Bells Toll, Voices Raised In Memory of Orlando Victims

June 23, 2016 by · Leave a Comment 

Still shaken from the deadly attack on an Orlando, Florida nightclub less than two weeks ago, members of the local gay community and allies gathered at the Church of the Epiphany in Lincoln Heights last Saturday to honor the victims and offer support to those still grieving.

At around 2 a.m. on June 12, Omar Mateen, 29, walked into Pulse, a nightclub popular with the gay community. Armed with a semiautomatic rifle, he started shooting. For three hours he barricaded himself in a restroom, holding 30 people hostage, before being shot and killed by SWAT police.

When it was all over, 49 people were dead and 53 more were injured.

Lea este artículo en Español: Las Campanas Repican, Las Voces se Alzan en Memoria de las Víctimas de Orlando 

One by one, Saturday, the names of the victims was read aloud, followed by a moment of silence. Bells at the historic church tolled 49 times, once for each of the murder victims.

“It was very emotional,” 27-year-old Andres Magana told EGP. “But we also had a lot of support from the community,” he said following the “Raise Our Pride” event.

Planned before the Orlando shooting, Raise Our Pride was originally intended to provide information about HIV in Los Angeles, including statistics and resources for prevention, according to Richard Zaldivar, founder of The-Wall Las Memorias Project, a community health and wellness organization that serves the Latino, LGBTQ and underserved communities.

Members of the LGBTQ community and allies took part in “Raise Our Pride” event Saturday. (Courtesy of TWLM)

Members of the LGBTQ community and allies took part in “Raise Our Pride” event Saturday. (Courtesy of TWLM)

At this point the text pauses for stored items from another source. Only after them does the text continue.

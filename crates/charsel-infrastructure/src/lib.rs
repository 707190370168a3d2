pub mod config_service;
pub mod file_store;
pub mod http_webhook;
pub mod paths;
pub mod terminal_host;

pub use crate::config_service::ConfigService;
pub use crate::file_store::JsonFileStore;
pub use crate::http_webhook::HttpWebhookSender;
pub use crate::paths::CharselPaths;
pub use crate::terminal_host::TerminalHost;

In the wake of the mass shooting, however, organizers felt there was a need to show solidarity with the Lesbian/Gay/Bisexual/Transgender/Queer (LGBTQ) community mourning all over the world, Zaldivar told EGP.

Clergy from a number of Christian churches, members of the Islamic Center of Southern California, actor Johnny Ortiz, LAPD Senior Lead Officer Ian Lewis, L.A. City Controller Ron Galperin and UFCW Local 770 Vice President Rigo Valdez joined in prayer for the victims.

As nearly 200 people in unison chanted “we are not afraid” outside the Church of the Epiphany, the rainbow flag symbolic with gay pride and the diversity of LGBTQ community was raised for the first time ever above the 120-year-old Episcopal church on Altura Street.

Church of the Epiphany Vicar Thomas Carey identifies as a gay man and he told EGP that the church has a long history of supporting the Chicano movement and immigrant and LGBTQ rights.

The community of Lincoln Heights is more open and the church welcomes everybody to pray, he said, adding they make no distinction between people who are gay or heterosexual.
Magana, also gay, works for the The Wall Las Memorias and told EGP he vividly remembers waking up to the news of the Orlando shooting.

“I just looked and looked at the news for hours before I took time to step back and react,” he recalled, explaining that’s when he started to reach out to other members of the nonprofit to try to come up with a strategy to help staff and their clients deal with the tragedy.

The attack on the gay community was especially shocking because it happened at a place “where our community goes to be themselves … and the fact that it happened inside a gay club is really sad,” he said.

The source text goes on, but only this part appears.